In the material below, how many lines contain the word "impl"? The reply must be that number alone.

--- START ---

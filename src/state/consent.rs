//! Data protection notice and the acknowledgement that unlocks the form

/// Shown before anything else; the tool keeps applicant data in memory only
pub const GDPR_NOTICE: &str = "🔒 GDPR Notice: This tool does NOT store, log, or transmit any personal data. All inputs are processed temporarily in memory and disappear when the tool is closed. Only enter minimal applicant information (forename and programme).";

/// The statement the operator ticks to proceed
pub const CONSENT_STATEMENT: &str =
    "I confirm I will only enter minimal applicant data and understand no data is stored.";

/// Footer caption under generated output
pub const DATA_PROTECTION_CAPTION: &str = "Data Protection: This tool processes inputs in-memory only and does not retain or transmit personal information.";

/// Proof that the operator accepted the notice.
///
/// Only [`Acknowledgement::confirm`] creates one, so holding a value means
/// the statement was ticked.
#[derive(Debug, Clone, Copy, PartialEq, Eq)]
pub struct Acknowledgement {
    _private: (),
}

impl Acknowledgement {
    /// Returns an acknowledgement only if the statement was ticked
    pub fn confirm(statement_ticked: bool) -> Option<Self> {
        statement_ticked.then_some(Self { _private: () })
    }
}

/// Consent screen state
#[derive(Debug, Clone, Copy, Default)]
pub struct ConsentState {
    pub statement_ticked: bool,
}

impl ConsentState {
    pub fn toggle(&mut self) {
        self.statement_ticked = !self.statement_ticked;
    }
}
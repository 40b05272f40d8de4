//! Configuration handling for the generator
//!
//! Only UI preferences live here. Applicant data is never written to disk.

use crate::email::DeadlineOffset;
use anyhow::Result;
use directories::ProjectDirs;
use serde::{Deserialize, Serialize};
use std::fs;
use std::path::PathBuf;

/// User preferences for the request form
#[derive(Debug, Clone, Serialize, Deserialize, Default)]
pub struct GeneratorConfig {
    /// Preselected relative deadline in days (7, 14 or 21)
    pub default_deadline_days: Option<u32>,
    /// Tick "Include follow-up email templates" on a fresh form
    pub follow_ups_enabled_by_default: Option<bool>,
}

/// Starting values for a new request form
#[derive(Debug, Clone, Copy, PartialEq, Eq, Default)]
pub struct FormDefaults {
    pub deadline: DeadlineOffset,
    pub follow_ups_enabled: bool,
}

impl GeneratorConfig {
    /// Get the config file path
    fn config_path() -> Option<PathBuf> {
        ProjectDirs::from("ie", "tus", "docreq-tui")
            .map(|dirs| dirs.config_dir().join("config.json"))
    }

    /// Load configuration from file
    pub fn load() -> Result<Self> {
        let path = Self::config_path();

        if let Some(path) = path {
            if path.exists() {
                let content = fs::read_to_string(&path)?;
                let config: GeneratorConfig = serde_json::from_str(&content)?;
                return Ok(config);
            }
        }

        Ok(Self::default())
    }

    /// Save configuration to file
    pub fn save(&self) -> Result<()> {
        if let Some(path) = Self::config_path() {
            if let Some(parent) = path.parent() {
                fs::create_dir_all(parent)?;
            }
            let content = serde_json::to_string_pretty(self)?;
            fs::write(&path, content)?;
        }
        Ok(())
    }

    /// Remember the given form defaults, keeping the rest of the file
    pub fn remember(&mut self, defaults: FormDefaults) {
        self.default_deadline_days = Some(defaults.deadline.days() as u32);
        self.follow_ups_enabled_by_default = Some(defaults.follow_ups_enabled);
    }

    /// Resolve preferences into form defaults, ignoring unsupported offsets
    pub fn form_defaults(&self) -> FormDefaults {
        let deadline = match self.default_deadline_days {
            Some(days) => DeadlineOffset::from_days(days).unwrap_or_else(|| {
                tracing::warn!("Unsupported default_deadline_days {days}, using 14");
                DeadlineOffset::default()
            }),
            None => DeadlineOffset::default(),
        };

        FormDefaults {
            deadline,
            follow_ups_enabled: self.follow_ups_enabled_by_default.unwrap_or(false),
        }
    }
}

--- END ---

(Result): 3